Chapter 11 : Watashi to Green Flash

Aku berdiri terpaku menatap buruanku. Pikiranku kacau.
Si jubah hijau yang sedari tadi hanya diam, kini mulai menggerakan bibirnya.

"Ami, maafkan aku" ujarnya pelan. Nada suaranya dipenuhi dengan rasa penyesalan.

Aku menggeleng pelan diiringi isak tangis.

"Inilah aku. Kuharap kau bisa membunuhku sekarang juga karena inilah tujuanku" ujarnya lagi, tersenyum simpul.

"Aku tidak benar - benar ingin membunuhmu. Aku hanya memancingmu agar kau berhasil membunuhku tanpa harus mengetahui siapa aku sebenarnya"

"Aku tidak keberatan harus menanggung semua rasa bencimu asalkan kau tetap hidup, Ami. Aku tidak tega melihatmu menderita dan menangis. Ketika kamu menangis... entah kenapa aku juga ikut merasakan sakitnya".

Kemudian aku menurunkan katana-ku dari wajahnya. Aku lanjut menatapnya masih dengan air mata yang bercucuran di wajahku.

" Kenapa kau melakukan semua ini, Irie Baka!!??" bentakku kesal.

Mendengar bentakanku, si jubah hijau malah tersenyum. Kemudian ia menjawab "Semua itu kulakukan karena aku menyukaimu".

DEG!

Sakit. Refleks, aku memegangi dadaku. Berharap rasa sakit itu bisa kubendung. Namun usahaku sia - sia, isak tangisku malah semakin kencang.

"Kenapa kau menangis?" tanya si jubah hijau pelan.

"Baka!! Aku... aku.. tidak bisa.." jawabku terbata.

"Aku mohon berhentilah menangis, Ami. Setelah itu bunuhlah aku" pinta si jubah hijau lembut.

Aku menggeleng cepat sambil berusaha menahan isak tangisku. Aku tidak percaya. Selama ini ternyata sosok si jubah hijau yang kubenci adalah sosok yang paling kucintai.

Irie-kun.

KREK...

Tiba - tiba terdengar suara retakan kecil dari bawah tanah. Aku segera mengusap air mataku dan berpindah posisi menjadi siaga.
Begitu juga dengan Irie.

1 detik... 3 detik...

Tak ada hal aneh yang terjadi. Aku rasa suara retakan tadi tidak menimbulkan kekacauan.

"Ami! Di bawah kita!" seru Irie lalu melompat ke udara.

Aku yang masih bingung, perlahan menatap tanah yang kupijaki sekarang.
Kulihat retakan berbentuk melingkar yang mengelilingi posisiku dan Irie.

BRAK!

Sebelum aku bisa menghindar, retakan tanah tersebut seketika ambruk ke bawah dan menciptakan lubang gelap yang aku tidak tahu dimana ujungnya.

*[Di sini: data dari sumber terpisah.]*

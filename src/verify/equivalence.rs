//! Mathematical equivalence of two answers.

use super::expr::Expr;
use super::normalize::{compact, normalize};
use regex::Regex;
use std::collections::BTreeMap;
use std::sync::LazyLock;

/// Relative tolerance for numeric comparison.
pub const RELATIVE_TOLERANCE: f64 = 1e-6;

/// Upper bound on the absolute difference the relative tolerance may allow.
const MAX_ABSOLUTE_ERROR: f64 = 1e-4;

/// Longer answers are only compared textually.
const MAX_ANSWER_CHARS: usize = 1000;

/// Values substituted for free variables.
const SAMPLE_POINTS: [f64; 5] = [0.37, 1.29, 2.71, -0.83, 4.13];

/// Sample points that must evaluate on both sides.
const MIN_VALID_SAMPLES: usize = 3;

static CHOICE_LETTER: LazyLock<Regex> =
    LazyLock::new(|| Regex::new(r"^\(?([A-Ja-j])\)?$").expect("valid choice pattern"));

static DECIMAL: LazyLock<Regex> =
    LazyLock::new(|| Regex::new(r"^([-+]?)(\d*)(?:\.(\d+))?$").expect("valid decimal pattern"));

/// How a comma-separated answer is delimited.
#[derive(Debug, Clone, PartialEq, Eq)]
enum ListForm {
    /// `\{a, b\}` or bare `a, b`: order does not matter
    Unordered,
    /// `(a, b]` and friends: order and delimiters matter
    Ordered { open: char, close: char },
}

/// Whether `candidate` and `gold` denote the same answer.
pub fn is_equivalent(candidate: &str, gold: &str) -> bool {
    let candidate = normalize(candidate);
    let gold = normalize(gold);
    equivalent_normalized(&candidate, &gold)
}

fn equivalent_normalized(a: &str, b: &str) -> bool {
    if a.is_empty() || b.is_empty() {
        return false;
    }
    if compact(a) == compact(b) {
        return true;
    }
    if a.len() > MAX_ANSWER_CHARS || b.len() > MAX_ANSWER_CHARS {
        return false;
    }

    if let (Some(x), Some(y)) = (choice_letter(a), choice_letter(b)) {
        return x.eq_ignore_ascii_case(&y);
    }

    match (split_list(a), split_list(b)) {
        (Some((form_a, items_a)), Some((form_b, items_b))) => {
            form_a == form_b && lists_equivalent(&form_a, &items_a, &items_b)
        }
        (None, None) => scalars_equivalent(a, b),
        _ => false,
    }
}

fn choice_letter(s: &str) -> Option<char> {
    let caps = CHOICE_LETTER.captures(s)?;
    caps[1].chars().next()
}

fn lists_equivalent(form: &ListForm, a: &[String], b: &[String]) -> bool {
    if a.len() != b.len() {
        return false;
    }
    match form {
        ListForm::Ordered { .. } => a
            .iter()
            .zip(b)
            .all(|(x, y)| equivalent_normalized(x, y)),
        ListForm::Unordered => {
            let mut used = vec![false; b.len()];
            a.iter().all(|x| {
                let hit = b
                    .iter()
                    .enumerate()
                    .find(|(idx, y)| !used[*idx] && equivalent_normalized(x, y))
                    .map(|(idx, _)| idx);
                match hit {
                    Some(idx) => {
                        used[idx] = true;
                        true
                    }
                    None => false,
                }
            })
        }
    }
}

/// Split on top-level commas. `None` for a single value.
fn split_top_level(s: &str) -> Option<Vec<String>> {
    let mut items = Vec::new();
    let mut depth = 0i32;
    let mut current = String::new();

    for ch in s.chars() {
        match ch {
            '(' | '[' | '{' => depth += 1,
            ')' | ']' | '}' => depth -= 1,
            ',' if depth == 0 => {
                items.push(current.trim().to_string());
                current.clear();
                continue;
            }
            _ => {}
        }
        current.push(ch);
    }
    items.push(current.trim().to_string());

    (items.len() > 1).then_some(items)
}

/// Whether the bracket opening `s` closes at its last character.
fn wraps_whole(s: &str) -> bool {
    let mut depth = 0i32;
    let last = s.chars().count().saturating_sub(1);
    for (idx, ch) in s.chars().enumerate() {
        match ch {
            '(' | '[' | '{' => depth += 1,
            ')' | ']' | '}' => {
                depth -= 1;
                if depth == 0 {
                    return idx == last;
                }
            }
            _ => {}
        }
    }
    false
}

fn split_list(s: &str) -> Option<(ListForm, Vec<String>)> {
    if let Some(inner) = s.strip_prefix("\\{").and_then(|r| r.strip_suffix("\\}")) {
        return Some((ListForm::Unordered, split_top_level(inner)?));
    }

    let first = s.chars().next()?;
    let last = s.chars().last()?;
    if matches!(first, '(' | '[') && matches!(last, ')' | ']') && wraps_whole(s) {
        let inner = &s[first.len_utf8()..s.len() - last.len_utf8()];
        if let Some(items) = split_top_level(inner) {
            return Some((
                ListForm::Ordered {
                    open: first,
                    close: last,
                },
                items,
            ));
        }
    }

    split_top_level(s).map(|items| (ListForm::Unordered, items))
}

/// Sign, integer digits and fraction digits of a plain decimal literal,
/// without insignificant zeros.
fn decimal_literal(s: &str) -> Option<(bool, String, String)> {
    let caps = DECIMAL.captures(s)?;
    let integer = caps[2].trim_start_matches('0');
    let fraction = caps.get(3).map_or("", |m| m.as_str());
    if caps[2].is_empty() && fraction.is_empty() {
        return None;
    }
    let fraction = fraction.trim_end_matches('0');
    let negative = &caps[1] == "-" && !(integer.is_empty() && fraction.is_empty());
    Some((negative, integer.to_string(), fraction.to_string()))
}

fn close(a: f64, b: f64) -> bool {
    if a.is_nan() || b.is_nan() {
        return false;
    }
    if a.is_infinite() || b.is_infinite() {
        return a == b;
    }
    if a.fract() == 0.0 && b.fract() == 0.0 {
        return a == b;
    }
    let scale = a.abs().max(b.abs()).max(f64::MIN_POSITIVE);
    (a - b).abs() <= (RELATIVE_TOLERANCE * scale).min(MAX_ABSOLUTE_ERROR)
}

fn scalars_equivalent(a: &str, b: &str) -> bool {
    // Two literals are compared digit by digit
    if let (Some(x), Some(y)) = (decimal_literal(&compact(a)), decimal_literal(&compact(b))) {
        return x == y;
    }

    let (Some(x), Some(y)) = (Expr::parse(a), Expr::parse(b)) else {
        return false;
    };

    let mut variables = x.variables();
    variables.extend(y.variables());

    if variables.is_empty() {
        let empty = BTreeMap::new();
        return match (x.eval(&empty), y.eval(&empty)) {
            (Some(u), Some(v)) => close(u, v),
            _ => false,
        };
    }

    let mut valid = 0;
    for k in 0..SAMPLE_POINTS.len() {
        let bindings: BTreeMap<String, f64> = variables
            .iter()
            .enumerate()
            .map(|(j, name)| {
                let point = SAMPLE_POINTS[(k + 2 * j) % SAMPLE_POINTS.len()] + 0.11 * j as f64;
                (name.clone(), point)
            })
            .collect();

        match (x.eval(&bindings), y.eval(&bindings)) {
            (Some(u), Some(v)) if u.is_finite() && v.is_finite() => {
                if !close(u, v) {
                    return false;
                }
                valid += 1;
            }
            _ => {}
        }
    }
    valid >= MIN_VALID_SAMPLES
}

#[cfg(test)]
mod tests {
    use super::*;

    #[test]
    fn test_decimal_forms() {
        assert!(is_equivalent("9.80", "9.8"));
        assert!(is_equivalent("0.5", "\\frac{1}{2}"));
        assert!(is_equivalent("\\dfrac{3}{4}", "0.75"));
        assert!(is_equivalent("1,000", "1000"));
        assert!(!is_equivalent("185", "180"));
        assert!(!is_equivalent("0.333", "\\frac{1}{3}"));
    }

    #[test]
    fn test_algebraic_forms() {
        assert!(is_equivalent("x+1", "1+x"));
        assert!(is_equivalent("(x+1)^2", "x^2+2x+1"));
        assert!(is_equivalent("2\\sqrt{2}", "\\sqrt{8}"));
        assert!(is_equivalent("\\frac{\\pi}{2}", "\\pi/2"));
        assert!(!is_equivalent("x+1", "x-1"));
        assert!(!is_equivalent("x", "y"));
    }

    #[test]
    fn test_presentation_noise() {
        assert!(is_equivalent("$x = 5$", "5"));
        assert!(is_equivalent("30^\\circ", "30"));
        assert!(is_equivalent("\\text{(C)}", "c"));
        assert!(!is_equivalent("(A)", "B"));
    }

    #[test]
    fn test_lists() {
        assert!(is_equivalent("\\{3, 1, 2\\}", "\\{1,2,3\\}"));
        assert!(is_equivalent("2, -1", "-1, 2"));
        assert!(is_equivalent("(1, \\frac{1}{2})", "(1, 0.5)"));
        assert!(!is_equivalent("(1, 2)", "(2, 1)"));
        assert!(!is_equivalent("[0, 1)", "(0, 1)"));
        assert!(!is_equivalent("1, 2", "1, 2, 3"));
        assert!(!is_equivalent("1, 2", "3"));
    }

    #[test]
    fn test_large_integers_compare_exactly() {
        assert!(!is_equivalent("1000001", "1000000"));
        assert!(!is_equivalent("2000001", "2000000"));
        assert!(!is_equivalent("12345679", "12345678"));
        assert!(!is_equivalent("\\frac{2000002}{2}", "1000000"));
        assert!(!is_equivalent("1000000.5", "1000000"));
        assert!(is_equivalent("\\frac{2000002}{2}", "1000001"));
        assert!(is_equivalent("1000000.0", "1000000"));
        assert!(is_equivalent("0.50", ".5"));
        assert!(is_equivalent("-0", "0"));
    }

    #[test]
    fn test_oversized_answers_only_match_textually() {
        let nested = format!("{}1{}", "(".repeat(50_000), ")".repeat(50_000));
        assert!(!is_equivalent(&nested, "1"));
        assert!(is_equivalent(&nested, &nested));
    }

    #[test]
    fn test_empty_never_matches() {
        assert!(!is_equivalent("", ""));
        assert!(!is_equivalent("4", ""));
        assert!(!is_equivalent("hello", "world"));
    }
}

Aku ikut terperosok ke dalam lubang itu bersama kepingan - kepingan tanah.
Kulihat Irie diatas nampak panik dan gelisah.

"Baka.." gumamku tersenyum.

Lalu tanpa bisa kuduga, Irie melompat ke dalam lubang tanpa alat penahan apapun.
Ia melompat tanpa terlihat perasaan ragu di wajahnya.

Aku terbelalak. Aku sungguh tidak menyangka ia akan melakukan hal segila ini.

Aku terdiam ketika ia berhasil menggapai tanganku. Kemudian ia menarik badanku ke arahnya dan memelukku.

"Aku tidak akan membiarkanmu pergi lagi." bisik Irie lembut.

Aku masih terdiam.

"Jika kamu harus pergi, maka aku akan ikut bersamamu. Kemanapun itu" bisiknya lagi.

Hatiku tersentuh. Aku mulai menangis lagi. Dan kini tangisanku lebih kencang dari sebelumnya.

Mendengar tangisanku, Irie hanya mengelus rambutku pelan dan tersenyum. Seakan - akan ia berkata 'Jangan menangis karena aku akan selalu ada untukmu'.

BRUK!!

Punggung Irie menghantam keras dasar lubang ini.
Saat itu aku berhenti menangis.
Aku menyadarinya.., Irie baru saja melindungiku.

Dan aku menyadarinya..., Irie mungkin baru saja mengorbankan nyawanya untukku.